_PROVIDED DATA_:
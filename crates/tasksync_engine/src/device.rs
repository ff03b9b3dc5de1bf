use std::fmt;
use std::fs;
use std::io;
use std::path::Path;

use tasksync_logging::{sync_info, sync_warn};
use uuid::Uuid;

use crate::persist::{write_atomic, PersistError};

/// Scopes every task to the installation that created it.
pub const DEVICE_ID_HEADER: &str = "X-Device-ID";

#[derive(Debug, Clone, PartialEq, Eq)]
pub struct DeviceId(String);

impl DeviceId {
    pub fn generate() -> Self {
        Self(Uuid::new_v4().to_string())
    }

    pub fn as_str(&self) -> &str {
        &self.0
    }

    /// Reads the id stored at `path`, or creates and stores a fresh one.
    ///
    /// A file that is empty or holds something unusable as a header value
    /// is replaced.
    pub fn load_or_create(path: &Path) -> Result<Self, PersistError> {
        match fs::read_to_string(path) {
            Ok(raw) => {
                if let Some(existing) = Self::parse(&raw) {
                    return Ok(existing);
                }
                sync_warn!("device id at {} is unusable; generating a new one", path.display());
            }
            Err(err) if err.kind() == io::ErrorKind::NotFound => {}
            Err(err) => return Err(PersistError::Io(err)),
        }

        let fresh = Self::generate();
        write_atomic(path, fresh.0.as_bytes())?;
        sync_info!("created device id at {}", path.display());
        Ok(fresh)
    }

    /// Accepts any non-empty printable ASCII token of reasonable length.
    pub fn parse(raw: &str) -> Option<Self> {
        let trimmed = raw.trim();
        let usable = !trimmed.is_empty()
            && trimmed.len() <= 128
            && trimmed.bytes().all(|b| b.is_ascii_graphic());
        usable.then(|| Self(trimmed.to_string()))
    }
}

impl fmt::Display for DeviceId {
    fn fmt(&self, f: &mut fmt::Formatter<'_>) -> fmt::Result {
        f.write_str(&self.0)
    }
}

...

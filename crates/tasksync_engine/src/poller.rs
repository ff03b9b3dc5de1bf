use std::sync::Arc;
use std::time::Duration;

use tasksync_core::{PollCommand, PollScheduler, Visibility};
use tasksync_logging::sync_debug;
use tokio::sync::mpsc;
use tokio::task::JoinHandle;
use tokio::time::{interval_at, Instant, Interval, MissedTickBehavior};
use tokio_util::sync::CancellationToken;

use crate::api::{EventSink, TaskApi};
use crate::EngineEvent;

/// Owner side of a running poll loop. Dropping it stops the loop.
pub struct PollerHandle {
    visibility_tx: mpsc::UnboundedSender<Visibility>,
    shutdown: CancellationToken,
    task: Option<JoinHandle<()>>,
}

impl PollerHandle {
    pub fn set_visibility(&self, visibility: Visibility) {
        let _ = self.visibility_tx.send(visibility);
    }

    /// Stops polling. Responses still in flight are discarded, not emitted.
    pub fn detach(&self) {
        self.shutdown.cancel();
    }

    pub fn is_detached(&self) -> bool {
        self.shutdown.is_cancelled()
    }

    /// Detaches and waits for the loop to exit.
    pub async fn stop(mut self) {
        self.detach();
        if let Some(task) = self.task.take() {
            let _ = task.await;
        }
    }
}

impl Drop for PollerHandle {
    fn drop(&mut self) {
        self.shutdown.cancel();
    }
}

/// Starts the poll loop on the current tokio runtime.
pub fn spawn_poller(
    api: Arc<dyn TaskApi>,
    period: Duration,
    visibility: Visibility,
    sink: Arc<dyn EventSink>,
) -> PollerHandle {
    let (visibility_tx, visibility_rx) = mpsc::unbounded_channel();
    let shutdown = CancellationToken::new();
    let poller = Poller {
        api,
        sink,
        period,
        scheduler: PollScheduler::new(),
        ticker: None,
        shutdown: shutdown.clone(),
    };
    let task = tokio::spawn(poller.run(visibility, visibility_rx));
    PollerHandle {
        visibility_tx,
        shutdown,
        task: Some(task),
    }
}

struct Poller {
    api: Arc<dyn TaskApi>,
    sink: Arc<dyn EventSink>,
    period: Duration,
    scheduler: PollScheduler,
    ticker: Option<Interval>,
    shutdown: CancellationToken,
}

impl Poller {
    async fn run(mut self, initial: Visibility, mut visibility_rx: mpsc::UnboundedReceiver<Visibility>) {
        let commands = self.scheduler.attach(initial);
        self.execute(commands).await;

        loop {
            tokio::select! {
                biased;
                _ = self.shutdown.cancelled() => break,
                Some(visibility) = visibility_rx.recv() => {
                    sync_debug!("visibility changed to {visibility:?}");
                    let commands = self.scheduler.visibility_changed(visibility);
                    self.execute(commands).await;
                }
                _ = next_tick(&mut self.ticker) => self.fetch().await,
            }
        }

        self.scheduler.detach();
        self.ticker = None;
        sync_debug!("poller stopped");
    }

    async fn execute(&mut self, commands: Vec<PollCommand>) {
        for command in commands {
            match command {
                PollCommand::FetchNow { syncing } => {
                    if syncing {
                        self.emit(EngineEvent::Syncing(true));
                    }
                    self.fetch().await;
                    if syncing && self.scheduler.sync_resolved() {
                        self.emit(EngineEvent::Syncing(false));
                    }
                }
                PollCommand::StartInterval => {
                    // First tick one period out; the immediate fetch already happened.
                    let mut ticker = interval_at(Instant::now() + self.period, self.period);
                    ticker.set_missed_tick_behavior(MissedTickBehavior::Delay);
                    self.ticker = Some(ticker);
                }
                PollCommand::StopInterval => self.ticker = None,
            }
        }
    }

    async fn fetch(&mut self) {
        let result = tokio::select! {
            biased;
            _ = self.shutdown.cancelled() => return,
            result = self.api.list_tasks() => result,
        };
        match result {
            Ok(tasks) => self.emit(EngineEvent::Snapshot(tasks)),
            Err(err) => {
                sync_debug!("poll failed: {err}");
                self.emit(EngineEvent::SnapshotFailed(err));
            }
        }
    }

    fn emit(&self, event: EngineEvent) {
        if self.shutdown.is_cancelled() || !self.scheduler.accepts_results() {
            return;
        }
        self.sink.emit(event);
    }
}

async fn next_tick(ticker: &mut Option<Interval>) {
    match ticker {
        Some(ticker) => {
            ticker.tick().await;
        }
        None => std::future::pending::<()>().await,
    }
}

_PROBLEM DETAILS_: In the entries above, the lines from the one bearing "use uuid::Uuid;" up to and including the one bearing "pub struct DeviceId(String);" should be transcribed exactly; no other line is wanted.

_FINISHED TASK_:
use uuid::Uuid;

use crate::persist::{write_atomic, PersistError};

/// Scopes every task to the installation that created it.
pub const DEVICE_ID_HEADER: &str = "X-Device-ID";

#[derive(Debug, Clone, PartialEq, Eq)]
pub struct DeviceId(String);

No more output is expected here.